One of the most poignant moments of Bob Marley’s career was his performance at the Zimbabwe Independence celebrations in 1980, to which he was invited on the strength of his beautiful song, Zimbabwe, which became an anthem of the liberation movement (“Every man got the right to decide his own destiny / And in this judgement there is no partiality / So arm in arms, with arms, we’ll fight this little struggle / Cos that’s the only way we can overcome our little trouble.”). Covering this event, Macdonald can’t help but take a pop at the leader of Zimbabwe’s hard-fought liberation struggle, Robert Gabriel Mugabe. There are long, drawn-out shots of posters showing Mugabe’s face, the obvious subtext being: Zimbabwe is a crazy African dictatorship, because only in a crazy African dictatorship would you find pictures of the Prime Minister on a poster. Apparently it is too far a stretch of the imagination to think that people would ever willingly display affection and respect for a man who personified their decades-long fight against apartheid and white supremacy.

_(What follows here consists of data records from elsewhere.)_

use std::collections::BTreeMap;

use crate::domain::message::MessageValue;

use super::{CommandError, FieldProblem};

/// Typed access to the fields of one inbound message.
///
/// `null` is treated the same as an absent field.
pub(super) struct Fields<'a> {
    message_type: &'static str,
    map: &'a BTreeMap<String, MessageValue>,
}

impl<'a> Fields<'a> {
    pub(super) fn new(message_type: &'static str, map: &'a BTreeMap<String, MessageValue>) -> Self {
        Self { message_type, map }
    }

    /// Fields of a nested object, reported under the same message type
    pub(super) fn nested<'b>(&self, map: &'b BTreeMap<String, MessageValue>) -> Fields<'b> {
        Fields {
            message_type: self.message_type,
            map,
        }
    }

    fn get(&self, key: &str) -> Option<&'a MessageValue> {
        self.map.get(key).filter(|v| !v.is_null())
    }

    fn missing(&self, field: &'static str) -> CommandError {
        CommandError::MissingField {
            message_type: self.message_type,
            field,
        }
    }

    fn invalid(&self, field: &'static str, problem: FieldProblem) -> CommandError {
        CommandError::InvalidField {
            message_type: self.message_type,
            field,
            problem,
        }
    }

    fn expected(&self, field: &'static str, expected: &'static str, found: &MessageValue) -> CommandError {
        self.invalid(
            field,
            FieldProblem::Expected {
                expected,
                found: found.kind_name(),
            },
        )
    }

    fn finite(&self, value: &MessageValue, field: &'static str) -> Result<f64, CommandError> {
        let Some(n) = value.as_f64() else {
            return Err(self.expected(field, "number", value));
        };
        if !n.is_finite() {
            return Err(self.invalid(field, FieldProblem::NotFinite));
        }
        Ok(n)
    }

    pub(super) fn float(&self, field: &'static str, min: f32, max: f32) -> Result<f32, CommandError> {
        self.float_named(field, field, min, max)
    }

    /// `key` is looked up, `field` is what errors report (e.g. `gravity.x`)
    pub(super) fn float_named(
        &self,
        key: &str,
        field: &'static str,
        min: f32,
        max: f32,
    ) -> Result<f32, CommandError> {
        let value = self.get(key).ok_or_else(|| self.missing(field))?;
        let n = self.finite(value, field)?;
        Ok(n.clamp(f64::from(min), f64::from(max)) as f32)
    }

    pub(super) fn opt_float(
        &self,
        field: &'static str,
        min: f32,
        max: f32,
    ) -> Result<Option<f32>, CommandError> {
        match self.get(field) {
            None => Ok(None),
            Some(_) => self.float(field, min, max).map(Some),
        }
    }

    pub(super) fn uint(&self, field: &'static str, min: u32, max: u32) -> Result<u32, CommandError> {
        let value = self.get(field).ok_or_else(|| self.missing(field))?;
        let n = self.finite(value, field)?;
        Ok(n.floor().clamp(f64::from(min), f64::from(max)) as u32)
    }

    pub(super) fn string(&self, field: &'static str) -> Result<&'a str, CommandError> {
        let value = self.get(field).ok_or_else(|| self.missing(field))?;
        value.as_str().ok_or_else(|| self.expected(field, "string", value))
    }

    pub(super) fn bytes(&self, field: &'static str) -> Result<&'a [u8], CommandError> {
        let value = self.get(field).ok_or_else(|| self.missing(field))?;
        value.as_bytes().ok_or_else(|| self.expected(field, "byte buffer", value))
    }

    pub(super) fn keyword<T>(
        &self,
        field: &'static str,
        parse: fn(&str) -> Option<T>,
    ) -> Result<T, CommandError> {
        let s = self.string(field)?;
        parse(s).ok_or_else(|| self.invalid(field, FieldProblem::UnknownVariant(s.to_string())))
    }

    pub(super) fn opt_keyword<T>(
        &self,
        field: &'static str,
        parse: fn(&str) -> Option<T>,
    ) -> Result<Option<T>, CommandError> {
        match self.get(field) {
            None => Ok(None),
            Some(_) => self.keyword(field, parse).map(Some),
        }
    }

    pub(super) fn opt_object(
        &self,
        field: &'static str,
    ) -> Result<Option<&'a BTreeMap<String, MessageValue>>, CommandError> {
        match self.get(field) {
            None => Ok(None),
            Some(value) => value
                .as_object()
                .map(Some)
                .ok_or_else(|| self.expected(field, "object", value)),
        }
    }
}
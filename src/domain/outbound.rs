//! Worker -> UI messages

use js_sys::{Object, Reflect, Uint8Array};
use serde::Serialize;
use wasm_bindgen::JsValue;

use crate::domain::elements::ElementId;

#[derive(Debug, Clone, PartialEq, Serialize)]
#[serde(tag = "type", rename_all = "SCREAMING_SNAKE_CASE", rename_all_fields = "camelCase")]
pub enum Outbound {
    Ready { width: u32, height: u32 },
    SnapshotResult { id: u32, buffer: Vec<u8> },
    PipetteResult { element_id: ElementId },
    HistoryState { can_undo: bool, can_redo: bool },
    ContentLoaded { element_count: usize },
    Error { message: String },
}

impl Outbound {
    /// JSON array of replies, for hosts that relay messages as text
    pub fn batch_to_json(messages: &[Outbound]) -> Result<String, serde_json::Error> {
        serde_json::to_string(messages)
    }

    /// Plain JS object for `postMessage`; byte buffers become `Uint8Array`
    pub fn to_js(&self) -> JsValue {
        let obj = Object::new();
        let set = |key: &str, value: JsValue| {
            let _ = Reflect::set(&obj, &JsValue::from_str(key), &value);
        };
        match self {
            Self::Ready { width, height } => {
                set("type", "READY".into());
                set("width", (*width).into());
                set("height", (*height).into());
            }
            Self::SnapshotResult { id, buffer } => {
                set("type", "SNAPSHOT_RESULT".into());
                set("id", (*id).into());
                set("buffer", Uint8Array::from(buffer.as_slice()).into());
            }
            Self::PipetteResult { element_id } => {
                set("type", "PIPETTE_RESULT".into());
                set("elementId", (*element_id).into());
            }
            Self::HistoryState { can_undo, can_redo } => {
                set("type", "HISTORY_STATE".into());
                set("canUndo", (*can_undo).into());
                set("canRedo", (*can_redo).into());
            }
            Self::ContentLoaded { element_count } => {
                set("type", "CONTENT_LOADED".into());
                set("elementCount", (*element_count as u32).into());
            }
            Self::Error { message } => {
                set("type", "ERROR".into());
                set("message", message.as_str().into());
            }
        }
        obj.into()
    }
}
//! JS-facing surface of the bridge
//!
//! The UI thread owns an [`InputWriter`] over a `SharedArrayBuffer`; the
//! worker owns a [`Bridge`], which drives the engine world created by a JS
//! factory function and hands replies back through `take_messages`.

use js_sys::{Array, Function, Int32Array, SharedArrayBuffer};
use wasm_bindgen::prelude::*;
use wasm_bindgen::JsCast;

use crate::config::BridgeConfig;
use crate::core::shared::{InputRing, JsRegion, RingLayout};
use crate::domain::elements::ElementId;
use crate::domain::input_event::RawEvent;
use crate::domain::message::MessageValue;

use super::backend::{BackendError, BackendFactory, SimulationBackend};
use super::{Controller, TickReport};

#[wasm_bindgen]
extern "C" {
    /// World object returned by the host's factory function. It must expose
    /// the members bound below; `load_snapshot` and `load_content_bundle`
    /// may throw to report a rejected payload.
    pub type JsWorld;

    #[wasm_bindgen(method, getter)]
    fn width(this: &JsWorld) -> u32;
    #[wasm_bindgen(method, getter)]
    fn height(this: &JsWorld) -> u32;
    #[wasm_bindgen(method, getter)]
    fn particle_count(this: &JsWorld) -> u32;
    #[wasm_bindgen(method)]
    fn element_count(this: &JsWorld) -> u32;
    #[wasm_bindgen(method)]
    fn step(this: &JsWorld);
    #[wasm_bindgen(method)]
    fn add_particle(this: &JsWorld, x: u32, y: u32, element: u8) -> bool;
    #[wasm_bindgen(method)]
    fn remove_particle(this: &JsWorld, x: u32, y: u32) -> bool;
    #[wasm_bindgen(method)]
    fn add_particles_in_radius(this: &JsWorld, cx: i32, cy: i32, radius: i32, element: u8);
    #[wasm_bindgen(method)]
    fn remove_particles_in_radius(this: &JsWorld, cx: i32, cy: i32, radius: i32);
    #[wasm_bindgen(method)]
    fn flood_fill(this: &JsWorld, x: u32, y: u32, element: u8, limit: u32) -> u32;
    #[wasm_bindgen(method)]
    fn get_element_at(this: &JsWorld, x: u32, y: u32) -> Option<u8>;
    #[wasm_bindgen(method)]
    fn save_snapshot(this: &JsWorld) -> Vec<u8>;
    #[wasm_bindgen(method, catch)]
    fn load_snapshot(this: &JsWorld, bytes: &[u8]) -> Result<(), JsValue>;
    #[wasm_bindgen(method)]
    fn set_gravity(this: &JsWorld, x: f32, y: f32);
    #[wasm_bindgen(method)]
    fn set_ambient_temperature(this: &JsWorld, temp: f32);
    #[wasm_bindgen(method)]
    fn clear(this: &JsWorld);
    #[wasm_bindgen(method, catch)]
    fn load_content_bundle(this: &JsWorld, json: &str) -> Result<(), JsValue>;
    #[wasm_bindgen(method)]
    fn spawn_rigid_body(this: &JsWorld, x: f32, y: f32, w: i32, h: i32, element: u8) -> u32;
    #[wasm_bindgen(method)]
    fn spawn_rigid_circle(this: &JsWorld, x: f32, y: f32, radius: i32, element: u8) -> u32;
}

fn js_error_text(err: &JsValue) -> String {
    err.as_string()
        .or_else(|| err.dyn_ref::<js_sys::Error>().map(|e| String::from(e.message())))
        .unwrap_or_else(|| format!("{:?}", err))
}

fn to_js_error(err: impl std::fmt::Display) -> JsValue {
    JsValue::from_str(&err.to_string())
}

impl SimulationBackend for JsWorld {
    fn width(&self) -> u32 {
        JsWorld::width(self)
    }

    fn height(&self) -> u32 {
        JsWorld::height(self)
    }

    fn element_count(&self) -> usize {
        JsWorld::element_count(self) as usize
    }

    fn particle_count(&self) -> u32 {
        JsWorld::particle_count(self)
    }

    fn step(&mut self) {
        JsWorld::step(self);
    }

    fn add_particle(&mut self, x: u32, y: u32, element: ElementId) -> bool {
        JsWorld::add_particle(self, x, y, element)
    }

    fn remove_particle(&mut self, x: u32, y: u32) -> bool {
        JsWorld::remove_particle(self, x, y)
    }

    fn add_particles_in_radius(&mut self, cx: i32, cy: i32, radius: i32, element: ElementId) {
        JsWorld::add_particles_in_radius(self, cx, cy, radius, element);
    }

    fn remove_particles_in_radius(&mut self, cx: i32, cy: i32, radius: i32) {
        JsWorld::remove_particles_in_radius(self, cx, cy, radius);
    }

    fn flood_fill(&mut self, x: u32, y: u32, element: ElementId, limit: u32) -> u32 {
        JsWorld::flood_fill(self, x, y, element, limit)
    }

    fn element_at(&self, x: u32, y: u32) -> Option<ElementId> {
        JsWorld::get_element_at(self, x, y)
    }

    fn save_snapshot(&self) -> Vec<u8> {
        JsWorld::save_snapshot(self)
    }

    fn load_snapshot(&mut self, bytes: &[u8]) -> Result<(), BackendError> {
        JsWorld::load_snapshot(self, bytes).map_err(|e| BackendError::Snapshot(js_error_text(&e)))
    }

    fn set_gravity(&mut self, x: f32, y: f32) {
        JsWorld::set_gravity(self, x, y);
    }

    fn set_ambient_temperature(&mut self, temp: f32) {
        JsWorld::set_ambient_temperature(self, temp);
    }

    fn clear(&mut self) {
        JsWorld::clear(self);
    }

    fn load_content_bundle(&mut self, json: &str) -> Result<(), BackendError> {
        JsWorld::load_content_bundle(self, json).map_err(|e| BackendError::Content(js_error_text(&e)))
    }

    fn spawn_rigid_body(&mut self, x: f32, y: f32, w: i32, h: i32, element: ElementId) -> u32 {
        JsWorld::spawn_rigid_body(self, x, y, w, h, element)
    }

    fn spawn_rigid_circle(&mut self, x: f32, y: f32, radius: i32, element: ElementId) -> u32 {
        JsWorld::spawn_rigid_circle(self, x, y, radius, element)
    }
}

/// `(width, height) => World` supplied by the worker script
pub struct JsWorldFactory {
    create: Function,
}

impl BackendFactory for JsWorldFactory {
    type Backend = JsWorld;

    fn create(&mut self, width: u32, height: u32) -> Result<JsWorld, BackendError> {
        let fail = |reason: String| BackendError::Create { width, height, reason };
        let world = self
            .create
            .call2(&JsValue::NULL, &width.into(), &height.into())
            .map_err(|e| fail(js_error_text(&e)))?;
        if world.is_null() || world.is_undefined() {
            return Err(fail("factory returned no world".to_string()));
        }
        Ok(world.unchecked_into())
    }
}

/// Allocate the shared cells for the input ring described by `config_json`
/// (defaults when `None`). Pass the same config to `InputWriter` and `Bridge`.
#[wasm_bindgen]
pub fn create_input_buffer(config_json: Option<String>) -> Result<Int32Array, JsValue> {
    let layout = ring_layout(config_json)?;
    layout.validate().map_err(to_js_error)?;
    let bytes = layout
        .required_cells()
        .checked_mul(std::mem::size_of::<i32>())
        .and_then(|bytes| u32::try_from(bytes).ok())
        .ok_or_else(|| JsValue::from_str(&format!("input ring of {} records is too large", layout.capacity)))?;
    let buffer = SharedArrayBuffer::new(bytes);
    Ok(Int32Array::new(&buffer))
}

fn ring_layout(config_json: Option<String>) -> Result<RingLayout, JsValue> {
    let config = match config_json {
        Some(json) => BridgeConfig::from_json(&json).map_err(to_js_error)?,
        None => BridgeConfig::default(),
    };
    Ok(config.ring_layout())
}

/// Producer end of the input ring (UI thread)
#[wasm_bindgen]
pub struct InputWriter {
    ring: InputRing<JsRegion>,
}

#[wasm_bindgen]
impl InputWriter {
    #[wasm_bindgen(constructor)]
    pub fn new(buffer: Int32Array, config_json: Option<String>) -> Result<InputWriter, JsValue> {
        let layout = ring_layout(config_json)?;
        let ring = InputRing::new(JsRegion::new(buffer), layout).map_err(to_js_error)?;
        Ok(Self { ring })
    }

    /// Returns `false` when the ring is full and the point was dropped
    pub fn push_stroke(&self, x: i32, y: i32, element: u8, radius: i32) -> bool {
        self.ring.push(RawEvent::stroke(x, y, element, radius))
    }

    pub fn push_erase(&self, x: i32, y: i32, radius: i32) -> bool {
        self.ring.push(RawEvent::erase(x, y, radius))
    }

    pub fn end_stroke(&self) -> bool {
        self.ring.push(RawEvent::end_stroke())
    }

    #[wasm_bindgen(getter)]
    pub fn pending(&self) -> u32 {
        self.ring.pending_count() as u32
    }

    #[wasm_bindgen(getter)]
    pub fn capacity(&self) -> u32 {
        self.ring.capacity() as u32
    }
}

#[wasm_bindgen]
#[derive(Debug, Clone, Copy)]
pub struct TickStats {
    pub events: u32,
    pub strokes: u32,
    pub steps: u32,
    pub overflowed: bool,
}

impl From<TickReport> for TickStats {
    fn from(report: TickReport) -> Self {
        Self {
            events: report.events as u32,
            strokes: report.strokes as u32,
            steps: report.steps,
            overflowed: report.overflowed,
        }
    }
}

/// Consumer end: owns the world, the history and the input ring (worker)
#[wasm_bindgen]
pub struct Bridge {
    controller: Controller<JsWorldFactory, JsRegion>,
}

#[wasm_bindgen]
impl Bridge {
    #[wasm_bindgen(constructor)]
    pub fn new(factory: Function, config_json: Option<String>) -> Result<Bridge, JsValue> {
        let config = match config_json {
            Some(json) => BridgeConfig::from_json(&json).map_err(to_js_error)?,
            None => BridgeConfig::default(),
        };
        let controller = Controller::new(JsWorldFactory { create: factory }, config).map_err(to_js_error)?;
        Ok(Self { controller })
    }

    pub fn attach_input_buffer(&mut self, buffer: Int32Array) -> Result<(), JsValue> {
        let layout = self.controller.config().ring_layout();
        let ring = InputRing::new(JsRegion::new(buffer), layout).map_err(to_js_error)?;
        self.controller.attach_input(ring).map_err(to_js_error)
    }

    pub fn detach_input_buffer(&mut self) {
        self.controller.detach_input();
    }

    /// Apply one control message. Rejected messages leave the session
    /// untouched and come back as the error.
    pub fn post_message(&mut self, message: JsValue) -> Result<(), JsValue> {
        let raw = MessageValue::from_js(&message);
        self.controller.handle_message(&raw).map_err(to_js_error)
    }

    pub fn tick(&mut self) -> TickStats {
        self.controller.tick().into()
    }

    /// Replies queued since the last call, as plain JS objects
    pub fn take_messages(&mut self) -> Array {
        self.controller.take_outbox().iter().map(|m| m.to_js()).collect()
    }

    /// Same replies as a JSON array string
    pub fn take_messages_json(&mut self) -> Result<String, JsValue> {
        self.controller.take_outbox_json().map_err(to_js_error)
    }

    #[wasm_bindgen(getter)]
    pub fn can_undo(&self) -> bool {
        self.controller.history().can_undo()
    }

    #[wasm_bindgen(getter)]
    pub fn can_redo(&self) -> bool {
        self.controller.history().can_redo()
    }

    #[wasm_bindgen(getter)]
    pub fn is_running(&self) -> bool {
        self.controller.is_running()
    }

    pub fn teardown(&mut self) {
        self.controller.teardown();
    }
}
//! libSQL backend: durable `StateStore` implementation.
//!
//! Supports local file and in-memory databases.

use std::path::Path;

use async_trait::async_trait;
use chrono::Utc;
use libsql::{Connection, Database as LibSqlDatabase, params};
use tracing::info;

use crate::error::DatabaseError;
use crate::store::migrations;
use crate::store::traits::StateStore;

/// libSQL state store.
///
/// Stores a single connection that is reused for all operations.
/// `libsql::Connection` is `Send + Sync` and safe for concurrent async use.
pub struct LibSqlStore {
    /// Held so the database outlives its connection.
    _db: LibSqlDatabase,
    conn: Connection,
}

impl LibSqlStore {
    /// Open (or create) a local database file and run migrations.
    pub async fn new_local(path: &Path) -> Result<Self, DatabaseError> {
        if let Some(parent) = path.parent().filter(|p| !p.as_os_str().is_empty()) {
            std::fs::create_dir_all(parent).map_err(|e| {
                DatabaseError::Pool(format!("Failed to create database directory: {e}"))
            })?;
        }

        let db = libsql::Builder::new_local(path)
            .build()
            .await
            .map_err(|e| DatabaseError::Pool(format!("Failed to open libSQL database: {e}")))?;

        let store = Self::from_database(db).await?;
        info!(path = %path.display(), "Database opened");
        Ok(store)
    }

    /// Create an in-memory database.
    pub async fn new_memory() -> Result<Self, DatabaseError> {
        let db = libsql::Builder::new_local(":memory:")
            .build()
            .await
            .map_err(|e| {
                DatabaseError::Pool(format!("Failed to create in-memory database: {e}"))
            })?;
        Self::from_database(db).await
    }

    async fn from_database(db: LibSqlDatabase) -> Result<Self, DatabaseError> {
        let conn = db
            .connect()
            .map_err(|e| DatabaseError::Pool(format!("Failed to create connection: {e}")))?;

        let store = Self { _db: db, conn };
        migrations::run_migrations(store.conn()).await?;
        Ok(store)
    }

    fn conn(&self) -> &Connection {
        &self.conn
    }
}

#[async_trait]
impl StateStore for LibSqlStore {
    async fn get_state(
        &self,
        conversation_id: &str,
        key: &str,
    ) -> Result<Option<serde_json::Value>, DatabaseError> {
        let mut rows = self
            .conn()
            .query(
                "SELECT value FROM conversation_state WHERE conversation_id = ?1 AND key = ?2",
                params![conversation_id, key],
            )
            .await
            .map_err(|e| DatabaseError::Query(format!("get_state: {e}")))?;

        match rows.next().await {
            Ok(Some(row)) => {
                let value_str: String = row
                    .get(0)
                    .map_err(|e| DatabaseError::Query(format!("get_state: {e}")))?;
                serde_json::from_str(&value_str)
                    .map(Some)
                    .map_err(|e| DatabaseError::Serialization(format!("{key}: {e}")))
            }
            Ok(None) => Ok(None),
            Err(e) => Err(DatabaseError::Query(format!("get_state: {e}"))),
        }
    }

    async fn set_state(
        &self,
        conversation_id: &str,
        key: &str,
        value: &serde_json::Value,
    ) -> Result<(), DatabaseError> {
        let now = Utc::now().to_rfc3339();
        let value_str = serde_json::to_string(value)
            .map_err(|e| DatabaseError::Serialization(e.to_string()))?;

        self.conn()
            .execute(
                "INSERT INTO conversation_state (conversation_id, key, value, updated_at)
                 VALUES (?1, ?2, ?3, ?4)
                 ON CONFLICT (conversation_id, key) DO UPDATE SET value = ?3, updated_at = ?4",
                params![conversation_id, key, value_str, now],
            )
            .await
            .map_err(|e| DatabaseError::Query(format!("set_state: {e}")))?;

        Ok(())
    }

    async fn delete_state(&self, conversation_id: &str, key: &str) -> Result<bool, DatabaseError> {
        let count = self
            .conn()
            .execute(
                "DELETE FROM conversation_state WHERE conversation_id = ?1 AND key = ?2",
                params![conversation_id, key],
            )
            .await
            .map_err(|e| DatabaseError::Query(format!("delete_state: {e}")))?;
        Ok(count > 0)
    }
}
//! Persisted dialog cursor: which dialog is running and which step is next.

use chrono::{DateTime, Utc};
use serde::{Deserialize, Serialize};

use super::prompt::PromptSpec;

/// A prompt awaiting the user's reply.
#[derive(Debug, Clone, PartialEq, Eq, Serialize, Deserialize)]
pub struct PendingPrompt {
    pub prompt: PromptSpec,
    /// Unrecognized replies received so far.
    #[serde(default)]
    pub attempts: u32,
}

/// One running dialog instance on the stack.
#[derive(Debug, Clone, PartialEq, Serialize, Deserialize)]
pub struct DialogCursor {
    /// Registered dialog name.
    pub dialog: String,
    /// Index of the next step to run.
    pub index: usize,
    /// Options the dialog was started with.
    #[serde(default, skip_serializing_if = "Option::is_none")]
    pub options: Option<serde_json::Value>,
    /// Set while the dialog is suspended on a prompt.
    #[serde(default, skip_serializing_if = "Option::is_none")]
    pub pending: Option<PendingPrompt>,
}

impl DialogCursor {
    pub fn new(dialog: impl Into<String>, options: Option<serde_json::Value>) -> Self {
        Self {
            dialog: dialog.into(),
            index: 0,
            options,
            pending: None,
        }
    }
}

/// Persisted dialog stack for one conversation.
///
/// The last element is the active dialog; earlier elements are parents
/// waiting for their child to end. Stored under key `"dialog_state"`.
#[derive(Debug, Clone, PartialEq, Serialize, Deserialize)]
pub struct DialogState {
    #[serde(default)]
    pub stack: Vec<DialogCursor>,
    pub updated_at: DateTime<Utc>,
}

impl Default for DialogState {
    fn default() -> Self {
        Self {
            stack: Vec::new(),
            updated_at: Utc::now(),
        }
    }
}

impl DialogState {
    /// Whether any dialog is running.
    pub fn is_active(&self) -> bool {
        !self.stack.is_empty()
    }

    /// Name of the innermost running dialog.
    pub fn active_dialog(&self) -> Option<&str> {
        self.stack.last().map(|c| c.dialog.as_str())
    }

    pub fn active(&self) -> Option<&DialogCursor> {
        self.stack.last()
    }

    pub fn active_mut(&mut self) -> Option<&mut DialogCursor> {
        self.stack.last_mut()
    }

    /// The prompt the active dialog is waiting on, if any.
    pub fn pending_prompt(&self) -> Option<&PendingPrompt> {
        self.active().and_then(|c| c.pending.as_ref())
    }

    pub fn push(&mut self, cursor: DialogCursor) {
        self.stack.push(cursor);
    }

    pub fn pop(&mut self) -> Option<DialogCursor> {
        self.stack.pop()
    }

    /// Drop every dialog. Returns how many were running.
    pub fn clear(&mut self) -> usize {
        let n = self.stack.len();
        self.stack.clear();
        n
    }

    pub fn touch(&mut self) {
        self.updated_at = Utc::now();
    }
}
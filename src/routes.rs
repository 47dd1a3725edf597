//! REST endpoints for driving conversations over HTTP.

use std::sync::Arc;

use axum::extract::{Path, State};
use axum::http::StatusCode;
use axum::response::IntoResponse;
use axum::routing::{delete, get, post};
use axum::{Json, Router};
use serde::{Deserialize, Serialize};
use tower_http::cors::CorsLayer;

use crate::bot::HelpdeskBot;
use crate::dialogs::Activity;

/// Shared state for helpdesk routes.
#[derive(Clone)]
pub struct HelpdeskRouteState {
    pub bot: Arc<HelpdeskBot>,
}

#[derive(Debug, Deserialize)]
pub struct MessageRequest {
    pub text: String,
}

#[derive(Debug, Serialize, Deserialize)]
pub struct MessageResponse {
    pub activities: Vec<Activity>,
}

fn internal_error(e: impl std::fmt::Display) -> axum::response::Response {
    tracing::error!("Request failed: {e}");
    (
        StatusCode::INTERNAL_SERVER_ERROR,
        Json(serde_json::json!({"error": e.to_string()})),
    )
        .into_response()
}

/// GET /health
async fn health(State(state): State<HelpdeskRouteState>) -> impl IntoResponse {
    Json(serde_json::json!({
        "status": "ok",
        "name": state.bot.config().name,
    }))
}

/// POST /api/conversations/{id}/messages
///
/// Runs one turn with `{"text": ...}` and returns the replies.
async fn post_message(
    State(state): State<HelpdeskRouteState>,
    Path(conversation_id): Path<String>,
    Json(body): Json<MessageRequest>,
) -> impl IntoResponse {
    match state.bot.handle_message(&conversation_id, &body.text).await {
        Ok(activities) => Json(MessageResponse { activities }).into_response(),
        Err(e) => internal_error(e),
    }
}

/// GET /api/conversations/{id}/profile
///
/// Returns the entity profile, or 404 before the conversation's first turn.
async fn get_profile(
    State(state): State<HelpdeskRouteState>,
    Path(conversation_id): Path<String>,
) -> impl IntoResponse {
    match state.bot.profile(&conversation_id).await {
        Ok(Some(profile)) => Json(profile).into_response(),
        Ok(None) => (
            StatusCode::NOT_FOUND,
            Json(serde_json::json!({"error": "No profile for this conversation"})),
        )
            .into_response(),
        Err(e) => internal_error(e),
    }
}

/// DELETE /api/conversations/{id}/dialogs
async fn cancel_dialogs(
    State(state): State<HelpdeskRouteState>,
    Path(conversation_id): Path<String>,
) -> impl IntoResponse {
    match state.bot.cancel_all(&conversation_id).await {
        Ok(cancelled) => Json(serde_json::json!({"cancelled": cancelled})).into_response(),
        Err(e) => internal_error(e),
    }
}

/// Build the helpdesk REST routes.
pub fn helpdesk_routes(state: HelpdeskRouteState) -> Router {
    Router::new()
        .route("/health", get(health))
        .route("/api/conversations/{id}/messages", post(post_message))
        .route("/api/conversations/{id}/profile", get(get_profile))
        .route("/api/conversations/{id}/dialogs", delete(cancel_dialogs))
        .layer(CorsLayer::permissive())
        .with_state(state)
}
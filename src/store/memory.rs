//! In-memory `StateStore` for tests and ephemeral runs.

use std::collections::HashMap;

use async_trait::async_trait;
use tokio::sync::RwLock;

use crate::error::DatabaseError;

use super::traits::StateStore;

/// Process-local store. Contents are lost on drop.
#[derive(Debug, Default)]
pub struct MemoryStore {
    entries: RwLock<HashMap<(String, String), serde_json::Value>>,
}

impl MemoryStore {
    pub fn new() -> Self {
        Self::default()
    }

    /// Number of stored entries across all conversations.
    pub async fn len(&self) -> usize {
        self.entries.read().await.len()
    }

    pub async fn is_empty(&self) -> bool {
        self.entries.read().await.is_empty()
    }
}

#[async_trait]
impl StateStore for MemoryStore {
    async fn get_state(
        &self,
        conversation_id: &str,
        key: &str,
    ) -> Result<Option<serde_json::Value>, DatabaseError> {
        let entries = self.entries.read().await;
        Ok(entries
            .get(&(conversation_id.to_string(), key.to_string()))
            .cloned())
    }

    async fn set_state(
        &self,
        conversation_id: &str,
        key: &str,
        value: &serde_json::Value,
    ) -> Result<(), DatabaseError> {
        self.entries
            .write()
            .await
            .insert((conversation_id.to_string(), key.to_string()), value.clone());
        Ok(())
    }

    async fn delete_state(&self, conversation_id: &str, key: &str) -> Result<bool, DatabaseError> {
        Ok(self
            .entries
            .write()
            .await
            .remove(&(conversation_id.to_string(), key.to_string()))
            .is_some())
    }
}

#[cfg(test)]
mod tests {
    use super::*;
    use serde_json::json;

    #[tokio::test]
    async fn entries_are_scoped_by_conversation() {
        let store = MemoryStore::new();
        store.set_state("a", "k", &json!(1)).await.unwrap();
        store.set_state("b", "k", &json!(2)).await.unwrap();

        assert_eq!(store.get_state("a", "k").await.unwrap(), Some(json!(1)));
        assert_eq!(store.get_state("b", "k").await.unwrap(), Some(json!(2)));
        assert_eq!(store.len().await, 2);
    }

    #[tokio::test]
    async fn overwrite_and_delete() {
        let store = MemoryStore::new();
        store.set_state("a", "k", &json!("old")).await.unwrap();
        store.set_state("a", "k", &json!("new")).await.unwrap();
        assert_eq!(store.get_state("a", "k").await.unwrap(), Some(json!("new")));

        assert!(store.delete_state("a", "k").await.unwrap());
        assert!(store.is_empty().await);
        assert!(!store.delete_state("a", "k").await.unwrap());
    }
}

Mugabe is considered by millions of Africans as one of the great heroes of the African cause, but that didn’t stop the trendy liberals of Dalston from booing at the footage of him making a speech. Tellingly, they were quiet just a few seconds earlier during the footage of Ian Smith – the apartheid fascist Prime Minister of ‘Rhodesia’ – making a speech saying that black majority rule would not be allowed “even in a thousand years”. Bob Marley must be turning in his grave.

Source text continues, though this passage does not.